Among my various failed crass commercial...I decided that for Halloween my goal was to suggest that people buy and dispense expensive natural candies for trick or treaters in lieue of the cheap sugar bombs that usually fill Halloween baskets. So, I made a Halloween page that featured MotherNature.com prominently...they sell bulk natural candy.
For three years straight the page failed to make a single sale. Well, other than the sales to myself.
The poor kids, they hate knocking at my door...they either get fruit leather, gummy bears (au natural) or Fig Newmans (yuck!). Actually what happens is I get greedy and decide to keep the expensive natural snacks for myself, then give the kids garbage from the candy aisle of the local store.
I toned down the health food message...but I wish people would use Halloween to support their local health food store.
Anyway, I just looked at my web stats. I noticed a large number of people coming into my site looking for mother nature costumes. That's odd. Everyone knows that mother nature runs around naked (I dream about her all the time.) Why would you need a costume. It's more like absense of a costume...uh, errr, um?
Actually, the whole idea of buying Halloween costumes seem strange to me. It seems to me that a costume is more of a process than a product and that the best costumes occur when you march into the thrift store and define your own process. In the case of mother nature, you would want to supplement the trip to the thrift store with one to the garden. A good mother nature costume would include a garland of leaves for the hair...and a few plants and flowers. (knowing the name of the plants and flowers would help. NOTE, if you choose to wear shrubbery, you will probably get undo attention from dork in the data department dressed as a Knight that Says Ne. Of course he would be deathly afraid of the word IT ... The word IT reminds him that he is really a data dink living in the office basement. The only product that mother nature would require would be a hand buzzer—She is electrifying, you know.

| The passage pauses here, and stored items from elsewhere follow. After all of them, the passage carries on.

use std::fmt;
use std::panic::Location;
use std::sync::Arc;

use serde_json::{Map, Value};

use crate::format::format_message;
use crate::{Fault, IntoFault, LogLevel, LogSink, SilentConfig, TracingSink, panic};

/// Label used when the exception callback itself fails.
pub const FAIL_CALLBACK_LABEL: &str = "FailCallback Error";
/// Label used when the final callback fails.
pub const FINAL_CALLBACK_LABEL: &str = "FinalCallback Error";

type ExceptionCallback<'a> = Box<dyn FnOnce(&mut SilentTry<'a>, &Fault) -> Result<(), Fault> + 'a>;
type FinalCallback<'a> = Box<dyn FnOnce() -> Result<(), Fault> + 'a>;

/// Runs a unit of work and never lets a fault escape.
///
/// Configure it with the chained `with_*` / `on_*` methods, then call
/// [`exec`](Self::exec) once. `exec` takes the executor by value, so an
/// instance cannot be run twice.
///
/// A fault is an `Err` returned by the work closure or a panic unwinding out
/// of it. On a fault the executor logs (unless disabled), runs the exception
/// callback, and returns the fallback. The final callback runs in every case.
pub struct SilentTry<'a> {
    exception_callback: Option<ExceptionCallback<'a>>,
    final_callback: Option<FinalCallback<'a>>,
    logable: bool,
    message: String,
    data: Map<String, Value>,
    context: Map<String, Value>,
    exec_context: Map<String, Value>,
    level: LogLevel,
    sink: Arc<dyn LogSink>,
}

impl Default for SilentTry<'_> {
    fn default() -> Self {
        Self {
            exception_callback: None,
            final_callback: None,
            logable: true,
            message: String::new(),
            data: Map::new(),
            context: Map::new(),
            exec_context: Map::new(),
            level: LogLevel::default(),
            sink: Arc::new(TracingSink),
        }
    }
}

impl fmt::Debug for SilentTry<'_> {
    fn fmt(&self, f: &mut fmt::Formatter<'_>) -> fmt::Result {
        f.debug_struct("SilentTry")
            .field("has_exception_callback", &self.exception_callback.is_some())
            .field("has_final_callback", &self.final_callback.is_some())
            .field("logable", &self.logable)
            .field("message", &self.message)
            .field("data", &self.data)
            .field("context", &self.context)
            .field("exec_context", &self.exec_context)
            .field("level", &self.level)
            .finish_non_exhaustive()
    }
}

impl<'a> SilentTry<'a> {
    pub fn new() -> Self {
        Self::default()
    }

    /// Seed logging settings from a deserialised [`SilentConfig`].
    pub fn with_config(mut self, config: &SilentConfig) -> Self {
        self.logable = config.logable;
        self.level = config.log_level;
        self.message = config.message.clone();
        self.data = config.data.clone();
        self.context = config.context.clone();
        self
    }

    /// Called with the executor and the fault after a fault is caught.
    ///
    /// An `Err` or panic from the callback is swallowed and, when logging is
    /// on, logged as `FailCallback Error`. Errors other than [`Fault`] are
    /// located where this method was called.
    #[track_caller]
    pub fn on_exception<F, E>(mut self, callback: F) -> Self
    where
        F: FnOnce(&mut SilentTry<'a>, &Fault) -> Result<(), E> + 'a,
        E: IntoFault,
    {
        let location = Location::caller();
        self.exception_callback = Some(Box::new(
            move |executor: &mut SilentTry<'a>, fault: &Fault| {
                callback(executor, fault).map_err(|err| err.into_fault(location))
            },
        ));
        self
    }

    /// Called with no arguments after the work, whether it failed or not.
    #[track_caller]
    pub fn on_finally<F, E>(mut self, callback: F) -> Self
    where
        F: FnOnce() -> Result<(), E> + 'a,
        E: IntoFault,
    {
        let location = Location::caller();
        self.final_callback = Some(Box::new(move || {
            callback().map_err(|err| err.into_fault(location))
        }));
        self
    }

    pub fn logable(mut self, logable: bool) -> Self {
        self.logable = logable;
        self
    }

    /// Label prefixed to the log line as `[custom_msg:...]`.
    pub fn with_message(mut self, message: impl Into<String>) -> Self {
        self.set_message(message);
        self
    }

    /// Replace the key/value pairs appended to the log line.
    pub fn with_data(mut self, data: Map<String, Value>) -> Self {
        self.data = data;
        self
    }

    pub fn with_data_entry(mut self, key: impl Into<String>, value: impl Into<Value>) -> Self {
        self.data.insert(key.into(), value.into());
        self
    }

    /// Replace the structured context handed to the sink.
    pub fn with_context(mut self, context: Map<String, Value>) -> Self {
        self.context = context;
        self
    }

    pub fn with_context_entry(mut self, key: impl Into<String>, value: impl Into<Value>) -> Self {
        self.context.insert(key.into(), value.into());
        self
    }

    pub fn with_exec_context(mut self, exec_context: Map<String, Value>) -> Self {
        self.exec_context = exec_context;
        self
    }

    /// Set the severity by name. Unknown names leave the level unchanged.
    pub fn with_log_level(mut self, level: &str) -> Self {
        if let Ok(level) = level.parse() {
            self.level = level;
        }
        self
    }

    pub fn with_level(mut self, level: LogLevel) -> Self {
        self.level = level;
        self
    }

    pub fn with_sink(mut self, sink: Arc<dyn LogSink>) -> Self {
        self.sink = sink;
        self
    }

    pub fn is_logable(&self) -> bool {
        self.logable
    }

    pub fn level(&self) -> LogLevel {
        self.level
    }

    pub fn message(&self) -> &str {
        &self.message
    }

    pub fn set_logable(&mut self, logable: bool) {
        self.logable = logable;
    }

    pub fn set_level(&mut self, level: LogLevel) {
        self.level = level;
    }

    pub fn set_message(&mut self, message: impl Into<String>) {
        self.message = message.into();
    }

    pub fn data_mut(&mut self) -> &mut Map<String, Value> {
        &mut self.data
    }

    pub fn context_mut(&mut self) -> &mut Map<String, Value> {
        &mut self.context
    }

    /// State shared between the work closure and the exception callback.
    pub fn exec_context(&self) -> &Map<String, Value> {
        &self.exec_context
    }

    pub fn exec_context_mut(&mut self) -> &mut Map<String, Value> {
        &mut self.exec_context
    }

    pub fn get(&self, key: &str) -> Option<&Value> {
        self.exec_context.get(key)
    }

    pub fn insert(&mut self, key: impl Into<String>, value: impl Into<Value>) -> Option<Value> {
        self.exec_context.insert(key.into(), value.into())
    }

    /// Run `work` with logging disabled.
    #[track_caller]
    pub fn simple_exec<T, E, F>(self, work: F, fallback: T) -> T
    where
        F: FnOnce(&mut Self) -> Result<T, E>,
        E: IntoFault,
    {
        self.logable(false).exec(work, fallback)
    }

    /// Run `work`, returning its value, or `fallback` if it fails.
    ///
    /// A [`Fault`] error keeps its own location, so `?` inside a closure
    /// returning `Result<T, Fault>` logs the exact line. Any other error type
    /// is logged at the line that called `exec`.
    #[track_caller]
    pub fn exec<T, E, F>(self, work: F, fallback: T) -> T
    where
        F: FnOnce(&mut Self) -> Result<T, E>,
        E: IntoFault,
    {
        self.exec_with(work, move |_| fallback)
    }

    /// Like [`exec`](Self::exec) with `T::default()` as the fallback.
    #[track_caller]
    pub fn exec_or_default<T, E, F>(self, work: F) -> T
    where
        F: FnOnce(&mut Self) -> Result<T, E>,
        E: IntoFault,
        T: Default,
    {
        self.exec_with(work, |_| T::default())
    }

    /// Like [`exec`](Self::exec), building the fallback from the fault only
    /// when one occurs. `fallback` runs after the final callback.
    #[track_caller]
    pub fn exec_with<T, E, F, G>(mut self, work: F, fallback: G) -> T
    where
        F: FnOnce(&mut Self) -> Result<T, E>,
        E: IntoFault,
        G: FnOnce(&Fault) -> T,
    {
        let location = Location::caller();
        let outcome = panic::catch(|| work(&mut self).map_err(|err| err.into_fault(location)));

        if let Err(fault) = &outcome {
            self.handle_fault(fault);
        }
        self.run_final();

        match outcome {
            Ok(value) => value,
            Err(fault) => fallback(&fault),
        }
    }

    fn handle_fault(&mut self, fault: &Fault) {
        if self.logable {
            self.log(&self.message, fault, &self.data, &self.context);
        }

        if let Some(callback) = self.exception_callback.take() {
            let result = panic::catch(|| callback(&mut *self, fault));
            if let Err(secondary) = result
                && self.logable
            {
                self.log(FAIL_CALLBACK_LABEL, &secondary, &Map::new(), &Map::new());
            }
        }
    }

    fn run_final(&mut self) {
        if let Some(callback) = self.final_callback.take()
            && let Err(fault) = panic::catch(callback)
            && self.logable
        {
            self.log(FINAL_CALLBACK_LABEL, &fault, &Map::new(), &Map::new());
        }
    }

    fn log(
        &self,
        label: &str,
        fault: &Fault,
        data: &Map<String, Value>,
        context: &Map<String, Value>,
    ) {
        let line = format_message(label, fault, data);
        // sink panics are dropped
        let _ = panic::catch(|| {
            self.sink.log(self.level, &line, context);
            Ok(())
        });
    }
}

For that matter, if you are wanting to show the dark side of nature. I think dressing up as Hurricane Ivan would be appropriate this year. For that you would need a large dark grey sheet and a spray bottle filled with water. The hardest part of the costume would be to fill a bag will aluminum scraps that look like they came from a trailer park. If you are really mean, you might do and internet search for "redneck photo" and include them in your bag of trailer park pieces. You would then spend the party wandering around the party showing people what you picked up on your journey through the states...and threaten to douse people with your spray bottle. Since Hurricane Ivan visited Cuba...cigars would be appropriate. Hmmm, the hand buzzer would work for this costume too.